Any decision to pay dividends on the Common Shares (including the actual amount, the declaration date, the record date and the payment date in connection therewith) or acquire Common Shares pursuant to a share buyback (including through the current Normal Course Issuer Bid) will be subject to the discretion of the Board and may depend on a variety of factors, including, without limitation, the Company's business performance, financial condition, financial requirements, growth plans, expected capital requirements and other conditions existing at such future time including, without limitation, contractual restrictions (including covenants contained in the agreements governing any indebtedness that the Company has incurred or may incur in the future, including the terms of the Credit Facilities) and satisfaction of the solvency tests imposed on the Company under applicable corporate law. There can be no assurance of the number of Common Shares that the Company will acquire pursuant to a share buyback, if any, in the future. Further, the payment of dividends to shareholders is not assured or guaranteed and dividends may be reduced or suspended entirely.

These and additional risk factors are discussed in our Annual Information Form, Annual Report on Form 40-F and Management's Discussion and Analysis for the year ended December 31, 2025, filed with Canadian securities regulatory authorities and the U.S. Securities and Exchange Commission and in our other public filings. The above summary of assumptions and risks related to forward-looking statements has been provided in order to provide shareholders and potential investors with a more complete perspective on Baytex's current and future operations and such information may not be appropriate for other purposes.

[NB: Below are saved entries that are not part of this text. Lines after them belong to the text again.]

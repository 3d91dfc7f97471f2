//! Row filtering and grouping applied before a chart builds its series.

use crate::chart::spec::{AxisKeys, GroupSpec};
use crate::chart::value::{as_number, display};
use crate::model::widget_config::Aggregation;
use crate::model::Row;
use serde_json::{Map, Number, Value};

/// Keeps rows matching every filter. A scalar expects equality (compared as
/// displayed text, so `"1"` matches `1`); an array expects membership.
/// Null or structured expectations are ignored.
pub fn apply_filters(rows: &[Row], filters: Option<&Map<String, Value>>) -> Vec<Row> {
    let Some(filters) = filters.filter(|f| !f.is_empty()) else {
        return rows.to_vec();
    };
    rows.iter()
        .filter(|row| {
            filters.iter().all(|(field, expected)| {
                let actual = row.get(field).map(display);
                match expected {
                    Value::Array(options) => actual
                        .map(|a| options.iter().any(|o| display(o) == a))
                        .unwrap_or(false),
                    Value::String(_) | Value::Number(_) | Value::Bool(_) => {
                        actual.as_deref() == Some(display(expected).as_str())
                    }
                    Value::Null | Value::Object(_) => true,
                }
            })
        })
        .cloned()
        .collect()
}

/// Groups rows by the group key (the x key when unset) in first-seen order
/// and aggregates the y column.
///
/// Output rows carry the group label under `keys.x` and the aggregate under
/// the returned y key, which is `keys.y`, or `"count"` when counting rows
/// without a value column.
pub fn group_rows(rows: &[Row], keys: &AxisKeys, group: &GroupSpec) -> (Vec<Row>, AxisKeys) {
    let group_key = group.group_by.as_deref().unwrap_or(keys.x.as_str());
    let y_key = if keys.y.is_empty() {
        "count".to_string()
    } else {
        keys.y.clone()
    };

    let mut groups: Vec<(String, Value, Vec<f64>, usize)> = Vec::new();
    for row in rows {
        let label_value = row.get(group_key).cloned().unwrap_or(Value::Null);
        let label = display(&label_value);
        let index = match groups.iter().position(|(l, ..)| *l == label) {
            Some(index) => index,
            None => {
                groups.push((label, label_value, Vec::new(), 0));
                groups.len() - 1
            }
        };
        let entry = &mut groups[index];
        entry.3 += 1;
        if let Some(n) = row.get(&keys.y).and_then(as_number) {
            entry.2.push(n);
        }
    }

    let grouped = groups
        .into_iter()
        .map(|(_, label_value, values, count)| {
            let mut row = Row::new();
            row.insert(keys.x.clone(), label_value);
            row.insert(y_key.clone(), aggregate(group.aggregation, &values, count));
            row
        })
        .collect();

    (
        grouped,
        AxisKeys {
            x: keys.x.clone(),
            y: y_key,
        },
    )
}

fn aggregate(aggregation: Aggregation, values: &[f64], count: usize) -> Value {
    let result = match aggregation {
        Aggregation::Count => Some(count as f64),
        Aggregation::Sum => Some(values.iter().sum()),
        Aggregation::Avg if values.is_empty() => None,
        Aggregation::Avg => Some(values.iter().sum::<f64>() / values.len() as f64),
        Aggregation::Min => values.iter().copied().reduce(f64::min),
        Aggregation::Max => values.iter().copied().reduce(f64::max),
    };
    result
        .and_then(Number::from_f64)
        .map(Value::Number)
        .unwrap_or(Value::Null)
}

#[cfg(test)]
mod tests {
    use super::*;
    use serde_json::json;

    fn rows(value: Value) -> Vec<Row> {
        serde_json::from_value(value).unwrap()
    }

    fn keys(x: &str, y: &str) -> AxisKeys {
        AxisKeys {
            x: x.into(),
            y: y.into(),
        }
    }

    #[test]
    fn sums_per_group_in_first_seen_order() {
        let input = rows(json!([
            {"region": "North", "sales": 10},
            {"region": "South", "sales": 5},
            {"region": "North", "sales": "7"},
        ]));
        let group = GroupSpec {
            group_by: None,
            aggregation: Aggregation::Sum,
        };
        let (out, out_keys) = group_rows(&input, &keys("region", "sales"), &group);
        assert_eq!(out_keys, keys("region", "sales"));
        assert_eq!(
            out,
            rows(json!([
                {"region": "North", "sales": 17.0},
                {"region": "South", "sales": 5.0},
            ]))
        );
    }

    #[test]
    fn count_without_value_column_uses_count_key() {
        let input = rows(json!([{"k": "a"}, {"k": "a"}, {"k": "b"}]));
        let group = GroupSpec {
            group_by: None,
            aggregation: Aggregation::Count,
        };
        let (out, out_keys) = group_rows(&input, &keys("k", ""), &group);
        assert_eq!(out_keys.y, "count");
        assert_eq!(out[0]["count"], json!(2.0));
        assert_eq!(out[1]["count"], json!(1.0));
    }

    #[test]
    fn average_of_a_group_without_numbers_is_null() {
        let input = rows(json!([{"k": "a", "v": "n/a"}]));
        let group = GroupSpec {
            group_by: None,
            aggregation: Aggregation::Avg,
        };
        let (out, _) = group_rows(&input, &keys("k", "v"), &group);
        assert_eq!(out[0]["v"], Value::Null);
    }

    #[test]
    fn filters_match_scalars_and_memberships() {
        let input = rows(json!([
            {"region": "North", "year": 2023},
            {"region": "South", "year": 2024},
            {"region": "East", "year": 2024},
        ]));
        let filters: Map<String, Value> =
            serde_json::from_value(json!({"year": "2024", "region": ["South", "West"]})).unwrap();
        let out = apply_filters(&input, Some(&filters));
        assert_eq!(out, rows(json!([{"region": "South", "year": 2024}])));
        assert_eq!(apply_filters(&input, None).len(), 3);
    }
}
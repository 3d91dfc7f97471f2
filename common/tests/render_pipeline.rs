use common::chart::render::{CartesianKind, ChartRender, NO_DATA_MESSAGE};
use common::chart::{ComposedWidget, RenderOptions, RowOrigin, DISPLAY_ROW_CAP};
use common::export::rows_to_csv;
use common::model::datasource::{
    DataSource, DataSourceKind, DataSourceMetadata, DataSourceStatus, FileFormat,
};
use common::model::widget::Widget;
use serde_json::{json, Value};

fn widget(value: Value) -> Widget {
    serde_json::from_value(value).unwrap()
}

fn source(id: &str, payload: Value) -> DataSource {
    DataSource {
        id: id.into(),
        user_id: "u1".into(),
        organization_id: None,
        name: "upload".into(),
        kind: DataSourceKind::File,
        format: FileFormat::Json,
        raw_payload: Some(payload),
        metadata: DataSourceMetadata::default(),
        status: DataSourceStatus::Ready,
        error_message: None,
        created_at: String::new(),
        updated_at: String::new(),
    }
}

#[test]
fn inline_bar_chart_renders_and_exports() {
    let w = widget(json!({
        "id": "w1",
        "dashboardId": "d1",
        "type": "bar",
        "title": "Monthly sales",
        "config": {
            "xAxis": "month",
            "yAxis": "sales",
            "data": [
                {"month": "Jan", "sales": 100},
                {"month": "Feb", "sales": 150}
            ]
        }
    }));
    let composed = ComposedWidget::new(&w, &[]);
    assert_eq!(composed.resolution().origin, RowOrigin::Inline);
    assert_eq!(
        bar_points(&composed),
        vec![("Jan".to_string(), Some(100.0)), ("Feb".to_string(), Some(150.0))]
    );
    assert_eq!(rows_to_csv(composed.rows()), "month,sales\nJan,100\nFeb,150");
}

#[test]
fn data_source_bar_chart_renders_and_exports() {
    let sources = vec![source(
        "sales",
        json!([
            {"month": "Jan", "sales": 100},
            {"month": "Feb", "sales": 150}
        ]),
    )];
    let w = widget(json!({
        "id": "w5",
        "dashboardId": "d1",
        "dataSourceId": "sales",
        "type": "bar",
        "title": "Monthly sales",
        "config": {"xAxis": "month", "yAxis": "sales"}
    }));
    let composed = ComposedWidget::new(&w, &sources);
    assert_eq!(
        composed.resolution().origin,
        RowOrigin::DataSource("sales".into())
    );
    assert!(!composed.resolution().truncated);
    assert_eq!(
        bar_points(&composed),
        vec![("Jan".to_string(), Some(100.0)), ("Feb".to_string(), Some(150.0))]
    );
    assert_eq!(rows_to_csv(composed.rows()), "month,sales\nJan,100\nFeb,150");
}

fn bar_points(composed: &ComposedWidget) -> Vec<(String, Option<f64>)> {
    let layer = composed.render_active(&RenderOptions::default());
    let ChartRender::Cartesian(bar) = layer.render else {
        panic!("expected a bar chart, got {:?}", layer.render);
    };
    assert_eq!(bar.chart, CartesianKind::Bar);
    bar.points
        .iter()
        .map(|p| (p.category.clone(), p.value))
        .collect()
}

#[test]
fn data_source_rows_are_capped_and_nested_arrays_found() {
    let many: Vec<Value> = (0..250).map(|i| json!({"day": i, "visits": i * 2})).collect();
    let sources = vec![
        source("big", Value::Array(many)),
        source("nested", json!({"meta": "x", "rows": [{"k": "a", "v": 1}]})),
    ];

    let w = widget(json!({
        "id": "w2", "dashboardId": "d1", "type": "line", "title": "Visits",
        "dataSourceId": "big", "config": {}
    }));
    let composed = ComposedWidget::new(&w, &sources);
    assert_eq!(composed.rows().len(), DISPLAY_ROW_CAP);
    assert!(composed.resolution().truncated);

    let w = widget(json!({
        "id": "w3", "dashboardId": "d1", "type": "pie", "title": "Nested",
        "dataSourceId": "nested", "config": {}
    }));
    let composed = ComposedWidget::new(&w, &sources);
    assert_eq!(composed.rows().len(), 1);
    assert_eq!(
        composed.resolution().origin,
        RowOrigin::DataSource("nested".into())
    );
}

#[test]
fn missing_source_renders_the_empty_placeholder() {
    let w = widget(json!({
        "id": "w4", "dashboardId": "d1", "type": "gauge", "title": "Gone",
        "dataSourceId": "deleted", "config": {}
    }));
    let composed = ComposedWidget::new(&w, &[]);
    let layer = composed.render_active(&RenderOptions::default());
    assert_eq!(
        layer.render,
        ChartRender::Empty {
            message: NO_DATA_MESSAGE.to_string()
        }
    );
}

This press release contains information that may be considered a financial outlook under applicable securities laws about the Company's potential financial position, including, but not limited to: our 2026 guidance for development expenditures; that we can maintain a net cash position and the expected field-level operating income growth in Duvernay during our 3-year outlook period; and our intentions regarding excess free cash flow; all of which are subject to numerous assumptions, risk factors, limitations and qualifications, including those set forth in the above paragraphs. The actual results of operations of the Company and the resulting financial results will vary from the amounts set forth in this press release and such variations may be material. This information has been provided for illustration only and with respect to future periods are based on budgets and forecasts that are speculative and are subject to a variety of contingencies and may not be appropriate for other purposes. Accordingly, these estimates are not to be relied upon as indicative of future results. Except as required by applicable securities laws, the Company undertakes no obligation to update such financial outlook, whether as a result of new information, future events or otherwise. The financial outlook contained in this press release was made as of the date of this press release and was provided for the purpose of providing further information about the Company's potential future business operations. Readers are cautioned that the financial outlook contained in this press release is not conclusive and is subject to change.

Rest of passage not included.